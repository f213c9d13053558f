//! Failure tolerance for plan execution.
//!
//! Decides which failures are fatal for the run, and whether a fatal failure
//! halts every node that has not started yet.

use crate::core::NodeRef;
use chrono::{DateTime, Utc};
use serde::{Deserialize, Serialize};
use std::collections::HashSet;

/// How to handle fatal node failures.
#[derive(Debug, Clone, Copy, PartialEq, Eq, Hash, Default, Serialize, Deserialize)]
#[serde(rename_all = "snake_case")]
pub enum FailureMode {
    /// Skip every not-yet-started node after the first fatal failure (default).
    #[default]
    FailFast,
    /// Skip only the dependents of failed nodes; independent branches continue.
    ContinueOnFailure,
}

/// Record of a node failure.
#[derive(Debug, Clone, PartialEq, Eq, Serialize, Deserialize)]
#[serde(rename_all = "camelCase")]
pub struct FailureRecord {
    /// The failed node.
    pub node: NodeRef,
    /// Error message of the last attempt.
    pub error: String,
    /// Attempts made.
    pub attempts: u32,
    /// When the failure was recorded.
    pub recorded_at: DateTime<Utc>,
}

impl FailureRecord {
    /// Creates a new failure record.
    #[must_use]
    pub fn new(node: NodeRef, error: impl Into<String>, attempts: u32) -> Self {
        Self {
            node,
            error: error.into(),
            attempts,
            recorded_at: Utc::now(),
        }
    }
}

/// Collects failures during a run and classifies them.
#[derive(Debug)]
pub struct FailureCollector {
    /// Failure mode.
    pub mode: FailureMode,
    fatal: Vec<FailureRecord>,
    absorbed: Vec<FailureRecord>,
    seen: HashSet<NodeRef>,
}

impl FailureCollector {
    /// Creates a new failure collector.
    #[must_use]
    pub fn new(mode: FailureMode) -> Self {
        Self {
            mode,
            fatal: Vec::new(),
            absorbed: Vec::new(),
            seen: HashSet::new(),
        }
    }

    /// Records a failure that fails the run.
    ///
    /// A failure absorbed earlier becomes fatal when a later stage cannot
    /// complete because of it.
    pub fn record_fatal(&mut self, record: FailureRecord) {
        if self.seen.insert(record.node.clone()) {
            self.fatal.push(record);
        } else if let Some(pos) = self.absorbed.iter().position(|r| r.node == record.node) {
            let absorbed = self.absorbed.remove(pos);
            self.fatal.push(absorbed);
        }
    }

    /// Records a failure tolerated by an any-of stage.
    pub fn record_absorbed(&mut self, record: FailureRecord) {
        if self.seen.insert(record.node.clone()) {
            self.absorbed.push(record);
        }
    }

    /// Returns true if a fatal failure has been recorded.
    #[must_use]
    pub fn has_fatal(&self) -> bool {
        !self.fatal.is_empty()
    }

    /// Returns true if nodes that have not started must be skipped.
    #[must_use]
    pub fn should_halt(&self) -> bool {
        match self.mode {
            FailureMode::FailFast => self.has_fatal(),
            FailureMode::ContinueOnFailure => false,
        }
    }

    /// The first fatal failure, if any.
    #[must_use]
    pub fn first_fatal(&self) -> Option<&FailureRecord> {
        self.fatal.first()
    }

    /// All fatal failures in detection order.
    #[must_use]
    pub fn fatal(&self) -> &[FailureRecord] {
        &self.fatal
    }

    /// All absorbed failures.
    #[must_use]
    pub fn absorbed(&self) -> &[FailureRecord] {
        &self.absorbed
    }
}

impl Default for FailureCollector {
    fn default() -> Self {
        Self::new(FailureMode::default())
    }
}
************
[YOUR GOAL] All lines in the data above from the one with "self.fatal.push(record);" through the one with "pub fn record_absorbed(&mut" must be repeated exactly, and no others.

[REPLY]
            self.fatal.push(record);
        } else if let Some(pos) = self.absorbed.iter().position(|r| r.node == record.node) {
            let absorbed = self.absorbed.remove(pos);
            self.fatal.push(absorbed);
        }
    }

    /// Records a failure tolerated by an any-of stage.
    pub fn record_absorbed(&mut self, record: FailureRecord) {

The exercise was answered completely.